## WORK TO COMPLETE
What is the number of lines in this data that contain the word "plain"? Give the number alone.
--------------------------------
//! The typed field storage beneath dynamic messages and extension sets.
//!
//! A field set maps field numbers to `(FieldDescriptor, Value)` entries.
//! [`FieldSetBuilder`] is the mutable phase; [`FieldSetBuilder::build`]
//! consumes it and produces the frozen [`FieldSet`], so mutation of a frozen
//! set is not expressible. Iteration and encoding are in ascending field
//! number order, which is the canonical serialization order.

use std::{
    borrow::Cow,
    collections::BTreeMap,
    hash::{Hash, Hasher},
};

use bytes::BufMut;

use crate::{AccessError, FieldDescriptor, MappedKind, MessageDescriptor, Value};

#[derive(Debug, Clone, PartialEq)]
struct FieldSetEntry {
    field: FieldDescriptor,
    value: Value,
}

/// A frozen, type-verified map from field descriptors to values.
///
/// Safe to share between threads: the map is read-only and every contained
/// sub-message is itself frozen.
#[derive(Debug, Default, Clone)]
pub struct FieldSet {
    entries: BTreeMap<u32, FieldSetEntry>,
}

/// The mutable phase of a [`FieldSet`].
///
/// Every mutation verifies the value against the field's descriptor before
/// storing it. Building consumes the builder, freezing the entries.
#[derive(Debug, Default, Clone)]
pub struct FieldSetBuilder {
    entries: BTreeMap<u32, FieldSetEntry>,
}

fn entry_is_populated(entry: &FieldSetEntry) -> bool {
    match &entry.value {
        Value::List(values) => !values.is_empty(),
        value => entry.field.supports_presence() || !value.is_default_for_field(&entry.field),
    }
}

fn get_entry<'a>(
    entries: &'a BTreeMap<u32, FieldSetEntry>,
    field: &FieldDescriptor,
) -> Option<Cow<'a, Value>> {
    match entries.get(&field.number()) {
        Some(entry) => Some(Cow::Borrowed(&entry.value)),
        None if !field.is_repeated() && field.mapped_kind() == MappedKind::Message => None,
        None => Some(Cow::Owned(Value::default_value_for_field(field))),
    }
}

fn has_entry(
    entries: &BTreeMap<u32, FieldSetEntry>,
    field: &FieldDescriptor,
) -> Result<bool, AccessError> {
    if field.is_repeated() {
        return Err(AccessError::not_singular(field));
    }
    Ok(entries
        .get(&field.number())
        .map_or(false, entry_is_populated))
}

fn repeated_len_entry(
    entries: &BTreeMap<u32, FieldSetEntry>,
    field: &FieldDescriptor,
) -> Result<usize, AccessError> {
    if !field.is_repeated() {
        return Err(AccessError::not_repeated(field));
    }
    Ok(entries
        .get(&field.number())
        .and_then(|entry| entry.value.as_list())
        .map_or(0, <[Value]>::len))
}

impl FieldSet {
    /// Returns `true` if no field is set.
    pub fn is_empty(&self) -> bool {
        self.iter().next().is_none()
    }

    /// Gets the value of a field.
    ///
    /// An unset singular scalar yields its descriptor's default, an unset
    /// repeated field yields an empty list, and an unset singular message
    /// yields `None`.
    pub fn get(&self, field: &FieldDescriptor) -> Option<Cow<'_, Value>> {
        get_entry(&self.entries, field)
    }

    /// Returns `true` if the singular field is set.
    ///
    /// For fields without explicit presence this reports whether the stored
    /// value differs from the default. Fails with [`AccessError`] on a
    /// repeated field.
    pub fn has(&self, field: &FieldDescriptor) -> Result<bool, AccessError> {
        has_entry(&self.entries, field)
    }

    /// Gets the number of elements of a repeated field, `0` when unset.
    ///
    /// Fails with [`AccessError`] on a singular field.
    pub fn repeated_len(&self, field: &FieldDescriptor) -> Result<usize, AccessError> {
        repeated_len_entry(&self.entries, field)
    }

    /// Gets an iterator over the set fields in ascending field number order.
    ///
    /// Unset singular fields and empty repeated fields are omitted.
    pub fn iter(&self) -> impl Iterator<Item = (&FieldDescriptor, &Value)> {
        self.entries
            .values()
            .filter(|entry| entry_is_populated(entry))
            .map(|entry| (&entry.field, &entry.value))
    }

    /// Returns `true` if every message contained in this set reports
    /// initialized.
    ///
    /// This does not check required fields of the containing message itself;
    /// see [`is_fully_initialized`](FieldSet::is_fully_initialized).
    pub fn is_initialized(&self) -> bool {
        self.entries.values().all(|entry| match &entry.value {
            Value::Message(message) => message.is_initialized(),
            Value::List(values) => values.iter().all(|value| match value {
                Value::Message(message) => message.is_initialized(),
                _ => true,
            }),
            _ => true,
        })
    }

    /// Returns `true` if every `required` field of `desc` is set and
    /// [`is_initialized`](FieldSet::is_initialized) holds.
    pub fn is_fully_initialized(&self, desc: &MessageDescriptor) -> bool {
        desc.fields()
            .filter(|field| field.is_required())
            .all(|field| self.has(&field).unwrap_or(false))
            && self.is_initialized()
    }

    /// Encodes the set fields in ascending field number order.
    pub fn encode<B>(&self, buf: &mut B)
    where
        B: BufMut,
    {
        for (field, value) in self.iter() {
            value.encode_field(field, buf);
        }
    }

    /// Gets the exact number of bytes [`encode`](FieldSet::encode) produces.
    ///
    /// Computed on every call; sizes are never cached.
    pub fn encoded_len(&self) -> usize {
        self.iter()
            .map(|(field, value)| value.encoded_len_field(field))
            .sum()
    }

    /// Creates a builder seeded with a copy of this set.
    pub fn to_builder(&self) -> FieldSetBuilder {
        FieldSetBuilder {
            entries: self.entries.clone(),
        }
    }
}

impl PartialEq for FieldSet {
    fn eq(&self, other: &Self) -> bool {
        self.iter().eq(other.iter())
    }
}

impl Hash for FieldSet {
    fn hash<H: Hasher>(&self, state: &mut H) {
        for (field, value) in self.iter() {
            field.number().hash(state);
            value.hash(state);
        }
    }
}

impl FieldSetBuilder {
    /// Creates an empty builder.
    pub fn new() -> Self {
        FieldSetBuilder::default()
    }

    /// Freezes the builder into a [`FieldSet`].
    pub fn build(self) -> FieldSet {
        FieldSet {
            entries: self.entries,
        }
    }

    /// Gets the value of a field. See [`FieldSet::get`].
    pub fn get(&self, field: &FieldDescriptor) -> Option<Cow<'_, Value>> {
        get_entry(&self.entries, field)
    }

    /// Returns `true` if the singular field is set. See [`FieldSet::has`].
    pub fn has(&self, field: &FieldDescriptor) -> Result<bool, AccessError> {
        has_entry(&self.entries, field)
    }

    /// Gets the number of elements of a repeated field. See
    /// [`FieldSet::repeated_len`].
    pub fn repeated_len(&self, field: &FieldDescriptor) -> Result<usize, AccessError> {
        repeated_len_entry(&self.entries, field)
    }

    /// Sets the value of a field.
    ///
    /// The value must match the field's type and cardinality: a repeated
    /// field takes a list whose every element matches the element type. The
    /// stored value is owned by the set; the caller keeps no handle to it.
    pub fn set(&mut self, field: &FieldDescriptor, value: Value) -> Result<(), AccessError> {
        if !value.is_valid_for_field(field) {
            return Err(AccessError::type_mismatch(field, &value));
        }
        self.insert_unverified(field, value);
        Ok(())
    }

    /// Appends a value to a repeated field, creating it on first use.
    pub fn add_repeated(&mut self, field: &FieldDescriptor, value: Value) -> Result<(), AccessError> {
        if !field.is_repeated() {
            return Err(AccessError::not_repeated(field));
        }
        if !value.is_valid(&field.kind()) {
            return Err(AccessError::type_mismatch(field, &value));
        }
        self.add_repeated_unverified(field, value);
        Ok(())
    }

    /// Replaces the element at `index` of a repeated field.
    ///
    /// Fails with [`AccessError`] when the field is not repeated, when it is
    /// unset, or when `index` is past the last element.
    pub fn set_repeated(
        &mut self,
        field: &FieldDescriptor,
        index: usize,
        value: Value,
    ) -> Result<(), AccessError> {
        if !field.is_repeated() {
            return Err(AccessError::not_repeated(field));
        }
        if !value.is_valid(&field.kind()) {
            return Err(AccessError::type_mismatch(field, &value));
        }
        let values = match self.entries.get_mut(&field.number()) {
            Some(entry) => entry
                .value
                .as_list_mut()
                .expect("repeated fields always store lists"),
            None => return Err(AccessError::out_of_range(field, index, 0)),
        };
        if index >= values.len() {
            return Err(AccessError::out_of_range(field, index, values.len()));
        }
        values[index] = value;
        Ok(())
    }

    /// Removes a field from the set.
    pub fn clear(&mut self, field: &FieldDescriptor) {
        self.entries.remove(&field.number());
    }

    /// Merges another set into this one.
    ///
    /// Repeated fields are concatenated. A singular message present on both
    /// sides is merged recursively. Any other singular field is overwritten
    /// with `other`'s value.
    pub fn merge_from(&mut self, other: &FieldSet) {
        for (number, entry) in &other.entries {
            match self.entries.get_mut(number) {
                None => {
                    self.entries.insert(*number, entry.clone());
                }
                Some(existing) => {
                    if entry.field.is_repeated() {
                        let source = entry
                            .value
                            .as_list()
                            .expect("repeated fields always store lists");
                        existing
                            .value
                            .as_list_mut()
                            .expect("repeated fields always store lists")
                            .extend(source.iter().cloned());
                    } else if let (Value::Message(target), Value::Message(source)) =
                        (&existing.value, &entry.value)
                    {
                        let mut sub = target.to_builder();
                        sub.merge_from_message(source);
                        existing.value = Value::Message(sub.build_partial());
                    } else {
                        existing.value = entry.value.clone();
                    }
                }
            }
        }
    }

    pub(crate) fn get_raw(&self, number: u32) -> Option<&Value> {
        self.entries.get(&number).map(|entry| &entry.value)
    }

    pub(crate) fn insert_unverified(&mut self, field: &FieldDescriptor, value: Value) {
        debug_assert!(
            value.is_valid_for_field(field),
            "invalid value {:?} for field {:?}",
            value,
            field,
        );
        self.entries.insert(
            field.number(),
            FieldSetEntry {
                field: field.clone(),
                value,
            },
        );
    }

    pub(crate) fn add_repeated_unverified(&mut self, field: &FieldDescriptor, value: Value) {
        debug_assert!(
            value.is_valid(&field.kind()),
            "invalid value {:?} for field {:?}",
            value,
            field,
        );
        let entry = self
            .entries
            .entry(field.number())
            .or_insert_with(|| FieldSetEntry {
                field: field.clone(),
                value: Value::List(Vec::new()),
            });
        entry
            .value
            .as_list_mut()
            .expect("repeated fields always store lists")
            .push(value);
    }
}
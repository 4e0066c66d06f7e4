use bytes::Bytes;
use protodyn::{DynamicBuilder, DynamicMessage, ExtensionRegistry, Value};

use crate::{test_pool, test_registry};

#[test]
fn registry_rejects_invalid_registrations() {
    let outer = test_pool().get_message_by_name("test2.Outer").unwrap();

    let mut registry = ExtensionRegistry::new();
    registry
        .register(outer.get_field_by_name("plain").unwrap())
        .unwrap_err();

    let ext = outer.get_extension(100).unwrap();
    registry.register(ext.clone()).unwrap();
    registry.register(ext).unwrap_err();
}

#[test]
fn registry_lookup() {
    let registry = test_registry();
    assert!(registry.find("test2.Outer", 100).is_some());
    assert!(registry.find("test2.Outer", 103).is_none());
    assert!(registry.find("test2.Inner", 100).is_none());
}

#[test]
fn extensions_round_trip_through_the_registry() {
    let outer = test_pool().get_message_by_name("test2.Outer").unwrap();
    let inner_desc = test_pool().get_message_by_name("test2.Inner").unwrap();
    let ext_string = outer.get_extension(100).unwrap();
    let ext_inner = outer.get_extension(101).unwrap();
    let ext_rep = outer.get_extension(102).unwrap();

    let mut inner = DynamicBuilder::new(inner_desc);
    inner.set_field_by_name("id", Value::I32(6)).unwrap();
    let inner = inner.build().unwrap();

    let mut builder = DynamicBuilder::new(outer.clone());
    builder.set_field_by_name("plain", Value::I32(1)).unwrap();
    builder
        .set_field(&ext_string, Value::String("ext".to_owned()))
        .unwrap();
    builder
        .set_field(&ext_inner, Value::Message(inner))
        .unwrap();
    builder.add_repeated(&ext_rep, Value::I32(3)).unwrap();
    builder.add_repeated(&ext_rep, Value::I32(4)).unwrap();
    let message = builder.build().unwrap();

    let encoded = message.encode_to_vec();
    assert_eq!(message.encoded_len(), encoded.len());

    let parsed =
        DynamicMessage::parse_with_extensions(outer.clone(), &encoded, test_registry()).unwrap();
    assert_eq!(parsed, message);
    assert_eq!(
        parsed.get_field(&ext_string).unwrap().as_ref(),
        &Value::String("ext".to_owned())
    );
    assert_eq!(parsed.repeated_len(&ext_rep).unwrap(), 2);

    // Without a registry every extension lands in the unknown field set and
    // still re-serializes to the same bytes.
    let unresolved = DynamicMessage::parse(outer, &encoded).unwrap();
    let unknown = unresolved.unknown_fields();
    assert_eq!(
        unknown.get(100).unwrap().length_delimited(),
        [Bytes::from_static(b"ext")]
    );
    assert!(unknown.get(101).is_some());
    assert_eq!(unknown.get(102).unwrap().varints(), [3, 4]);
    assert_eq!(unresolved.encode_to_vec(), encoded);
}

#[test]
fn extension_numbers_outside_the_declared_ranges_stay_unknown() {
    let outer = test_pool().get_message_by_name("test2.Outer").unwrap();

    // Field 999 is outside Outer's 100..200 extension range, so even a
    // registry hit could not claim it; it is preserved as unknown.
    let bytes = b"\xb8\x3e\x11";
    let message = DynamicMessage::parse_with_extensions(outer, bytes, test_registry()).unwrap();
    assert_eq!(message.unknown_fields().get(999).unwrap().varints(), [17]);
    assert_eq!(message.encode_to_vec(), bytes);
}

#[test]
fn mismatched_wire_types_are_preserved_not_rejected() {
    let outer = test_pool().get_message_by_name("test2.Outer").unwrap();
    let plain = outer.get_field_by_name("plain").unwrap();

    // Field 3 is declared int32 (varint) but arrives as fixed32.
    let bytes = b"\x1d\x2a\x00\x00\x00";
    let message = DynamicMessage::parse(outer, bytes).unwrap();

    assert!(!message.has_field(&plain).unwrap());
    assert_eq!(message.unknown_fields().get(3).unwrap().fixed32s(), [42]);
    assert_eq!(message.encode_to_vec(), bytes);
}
--------------------------------
## REPLY
4